Return every line of the entries that includes the word "matching".

Data items:
--------------------

//! Jira Cloud REST client.
//!
//! The read calls the JQL tools need, plus issue search for executing a
//! finished query. [`JiraApi`] is the seam the tools depend on; [`JiraClient`]
//! implements it over `reqwest` with basic auth (account email + API token).

use std::time::Duration;

use async_trait::async_trait;
use reqwest::{Client as HttpClient, RequestBuilder, StatusCode};
use serde::{Deserialize, Serialize};
use serde_json::{json, Value};

use crate::config::JiraConfig;

use super::errors::JiraError;

// ─── Constants ───────────────────────────────────────────────────────────────

const REQUEST_TIMEOUT: Duration = Duration::from_secs(30);

/// Page size for `/project/search`.
const PROJECT_PAGE_SIZE: u32 = 50;

/// Largest page `/search/jql` serves.
const ISSUE_PAGE_SIZE: usize = 100;

const ISSUE_FIELDS: &[&str] = &[
    "summary", "issuetype", "status", "assignee", "created", "updated", "project", "resolution",
    "priority",
];

// ─── Types ───────────────────────────────────────────────────────────────────

/// A project visible to the authenticated user.
#[derive(Debug, Clone, PartialEq, Serialize, Deserialize)]
pub struct ProjectRef {
    pub key: String,
    pub name: String,
    #[serde(default, skip_serializing_if = "Option::is_none")]
    pub category: Option<String>,
}

/// Statuses available to one issue type in a project's workflow.
#[derive(Debug, Clone, PartialEq, Serialize, Deserialize)]
pub struct IssueTypeStatuses {
    pub issue_type: String,
    pub statuses: Vec<String>,
}

/// One issue from a search, flattened to display names.
#[derive(Debug, Clone, Default, PartialEq, Serialize, Deserialize)]
pub struct IssueRow {
    pub key: String,
    pub summary: Option<String>,
    pub issue_type: Option<String>,
    pub status: Option<String>,
    pub assignee: Option<String>,
    pub created: Option<String>,
    pub updated: Option<String>,
    pub project: Option<String>,
    pub resolution: Option<String>,
    pub priority: Option<String>,
}

/// Read access to Jira used by the JQL tools.
#[async_trait]
pub trait JiraApi: Send + Sync {
    async fn list_projects(&self) -> Result<Vec<ProjectRef>, JiraError>;

    /// `Ok(None)` when the project does not exist or is not visible.
    async fn project_statuses(&self, key: &str) -> Result<Option<Vec<IssueTypeStatuses>>, JiraError>;

    /// Approximate number of issues matching `jql`. Rejected JQL is an `Api` error.
    async fn approximate_count(&self, jql: &str) -> Result<u64, JiraError>;

    async fn list_priorities(&self) -> Result<Vec<String>, JiraError>;

    /// The first `max_results` issues matching `jql`.
    async fn search_issues(&self, jql: &str, max_results: usize) -> Result<Vec<IssueRow>, JiraError>;
}

// ─── Wire shapes ─────────────────────────────────────────────────────────────

#[derive(Deserialize)]
#[serde(rename_all = "camelCase")]
struct ProjectPage {
    #[serde(default)]
    values: Vec<WireProject>,
    #[serde(default = "default_true")]
    is_last: bool,
}

#[derive(Deserialize)]
#[serde(rename_all = "camelCase")]
struct WireProject {
    key: String,
    name: String,
    project_category: Option<Named>,
}

#[derive(Deserialize)]
struct Named {
    name: String,
}

#[derive(Deserialize)]
struct WireIssueType {
    name: String,
    #[serde(default)]
    statuses: Vec<Named>,
}

#[derive(Deserialize)]
struct ApproximateCount {
    count: u64,
}

#[derive(Deserialize)]
#[serde(rename_all = "camelCase")]
struct IssuePage {
    #[serde(default)]
    issues: Vec<WireIssue>,
    next_page_token: Option<String>,
}

#[derive(Deserialize)]
struct WireIssue {
    key: String,
    #[serde(default)]
    fields: WireIssueFields,
}

#[derive(Default, Deserialize)]
#[serde(rename_all = "camelCase")]
struct WireIssueFields {
    summary: Option<String>,
    issuetype: Option<Named>,
    status: Option<Named>,
    assignee: Option<WireUser>,
    created: Option<String>,
    updated: Option<String>,
    project: Option<WireProjectKey>,
    resolution: Option<Named>,
    priority: Option<Named>,
}

#[derive(Deserialize)]
#[serde(rename_all = "camelCase")]
struct WireUser {
    display_name: Option<String>,
}

#[derive(Deserialize)]
struct WireProjectKey {
    key: String,
}

impl From<WireIssue> for IssueRow {
    fn from(issue: WireIssue) -> Self {
        let f = issue.fields;
        Self {
            key: issue.key,
            summary: f.summary,
            issue_type: f.issuetype.map(|n| n.name),
            status: f.status.map(|n| n.name),
            assignee: f.assignee.and_then(|u| u.display_name),
            created: f.created,
            updated: f.updated,
            project: f.project.map(|p| p.key),
            resolution: f.resolution.map(|n| n.name),
            priority: f.priority.map(|n| n.name),
        }
    }
}

fn default_true() -> bool {
    true
}

// ─── JiraClient ──────────────────────────────────────────────────────────────

#[derive(Debug, Clone)]
pub struct JiraClient {
    http: HttpClient,
    base_url: String,
    email: String,
    api_token: String,
}

impl JiraClient {
    /// Build a client from the `jira` config section.
    pub fn from_config(config: &JiraConfig) -> Result<Self, JiraError> {
        let missing = |what: &str| JiraError::Config {
            reason: format!("{what} is not set (config `jira` section or environment)"),
        };
        let base_url = config.base_url.clone().ok_or_else(|| missing("base_url"))?;
        let email = config.email.clone().ok_or_else(|| missing("email"))?;
        let api_token = config.api_token.clone().ok_or_else(|| missing("api_token"))?;

        let http = HttpClient::builder()
            .timeout(REQUEST_TIMEOUT)
            .build()
            .map_err(|e| JiraError::Config {
                reason: format!("failed to build HTTP client: {e}"),
            })?;

        Ok(Self {
            http,
            base_url: base_url.trim_end_matches('/').to_string(),
            email,
            api_token,
        })
    }

    fn url(&self, path: &str) -> String {
        format!("{}/rest/api/3/{}", self.base_url, path.trim_start_matches('/'))
    }

    async fn send(&self, request: RequestBuilder, endpoint: &str) -> Result<Value, JiraError> {
        let response = request
            .basic_auth(&self.email, Some(&self.api_token))
            .header("Accept", "application/json")
            .send()
            .await
            .map_err(|e| JiraError::Http {
                endpoint: endpoint.to_string(),
                reason: e.to_string(),
            })?;

        let status = response.status();
        let body = response.text().await.map_err(|e| JiraError::Decode {
            reason: format!("failed to read body: {e}"),
        })?;

        if !status.is_success() {
            tracing::debug!(endpoint, status = status.as_u16(), "Jira request rejected");
            return Err(JiraError::Api {
                status: status.as_u16(),
                message: error_message(status, &body),
            });
        }

        serde_json::from_str(&body).map_err(|e| JiraError::Decode {
            reason: format!("{endpoint}: {e}"),
        })
    }
}

#[async_trait]
impl JiraApi for JiraClient {
    async fn list_projects(&self) -> Result<Vec<ProjectRef>, JiraError> {
        let mut projects = Vec::new();
        let mut start_at: u32 = 0;

        loop {
            let request = self.http.get(self.url("project/search")).query(&[
                ("startAt", start_at.to_string()),
                ("maxResults", PROJECT_PAGE_SIZE.to_string()),
            ]);
            let page: ProjectPage = decode(self.send(request, "project/search").await?)?;
            let fetched = page.values.len() as u32;

            projects.extend(page.values.into_iter().map(|p| ProjectRef {
                key: p.key,
                name: p.name,
                category: p.project_category.map(|c| c.name),
            }));

            if page.is_last || fetched == 0 {
                break;
            }
            start_at += fetched;
        }

        tracing::debug!(count = projects.len(), "listed Jira projects");
        Ok(projects)
    }

    async fn project_statuses(&self, key: &str) -> Result<Option<Vec<IssueTypeStatuses>>, JiraError> {
        let request = self.http.get(self.url(&format!("project/{key}/statuses")));
        let body = match self.send(request, "project/statuses").await {
            Ok(body) => body,
            Err(e) if e.is_not_found() => return Ok(None),
            Err(e) => return Err(e),
        };
        let types: Vec<WireIssueType> = decode(body)?;
        Ok(Some(
            types
                .into_iter()
                .map(|t| IssueTypeStatuses {
                    issue_type: t.name,
                    statuses: t.statuses.into_iter().map(|s| s.name).collect(),
                })
                .collect(),
        ))
    }

    async fn approximate_count(&self, jql: &str) -> Result<u64, JiraError> {
        let request = self
            .http
            .post(self.url("search/approximate-count"))
            .json(&json!({ "jql": jql }));
        let count: ApproximateCount = decode(self.send(request, "search/approximate-count").await?)?;
        Ok(count.count)
    }

    async fn list_priorities(&self) -> Result<Vec<String>, JiraError> {
        let request = self.http.get(self.url("priority"));
        let priorities: Vec<Named> = decode(self.send(request, "priority").await?)?;
        Ok(priorities.into_iter().map(|p| p.name).collect())
    }

    async fn search_issues(&self, jql: &str, max_results: usize) -> Result<Vec<IssueRow>, JiraError> {
        let mut rows: Vec<IssueRow> = Vec::new();
        let mut page_token: Option<String> = None;

        while rows.len() < max_results {
            let mut body = json!({
                "jql": jql,
                "maxResults": (max_results - rows.len()).min(ISSUE_PAGE_SIZE),
                "fields": ISSUE_FIELDS,
            });
            if let Some(ref token) = page_token {
                body["nextPageToken"] = json!(token);
            }
            let request = self.http.post(self.url("search/jql")).json(&body);
            let page: IssuePage = decode(self.send(request, "search/jql").await?)?;
            let fetched = page.issues.len();
            rows.extend(page.issues.into_iter().map(IssueRow::from));

            match page.next_page_token {
                Some(token) if fetched > 0 => page_token = Some(token),
                _ => break,
            }
        }

        rows.truncate(max_results);
        tracing::debug!(count = rows.len(), "searched Jira issues");
        Ok(rows)
    }
}

fn decode<T: serde::de::DeserializeOwned>(value: Value) -> Result<T, JiraError> {
    serde_json::from_value(value).map_err(|e| JiraError::Decode {
        reason: e.to_string(),
    })
}

/// Flatten Jira's `{errorMessages: [...], errors: {field: msg}}` body.
fn error_message(status: StatusCode, body: &str) -> String {
    let parsed: Option<Value> = serde_json::from_str(body).ok();
    let mut parts: Vec<String> = Vec::new();
    if let Some(ref v) = parsed {
        if let Some(messages) = v.get("errorMessages").and_then(|m| m.as_array()) {
            parts.extend(messages.iter().filter_map(|m| m.as_str()).map(String::from));
        }
        if let Some(errors) = v.get("errors").and_then(|e| e.as_object()) {
            parts.extend(
                errors
                    .iter()
                    .map(|(field, msg)| format!("{field}: {}", msg.as_str().unwrap_or_default())),
            );
        }
    }
    if parts.is_empty() {
        let trimmed = body.trim();
        if trimmed.is_empty() {
            status.canonical_reason().unwrap_or("request failed").to_string()
        } else {
            trimmed.chars().take(500).collect()
        }
    } else {
        parts.join("; ")
    }
}

// ─── Test double ─────────────────────────────────────────────────────────────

--------------------

Exercise result:
    /// Approximate number of issues matching `jql`. Rejected JQL is an `Api` error.
    /// The first `max_results` issues matching `jql`.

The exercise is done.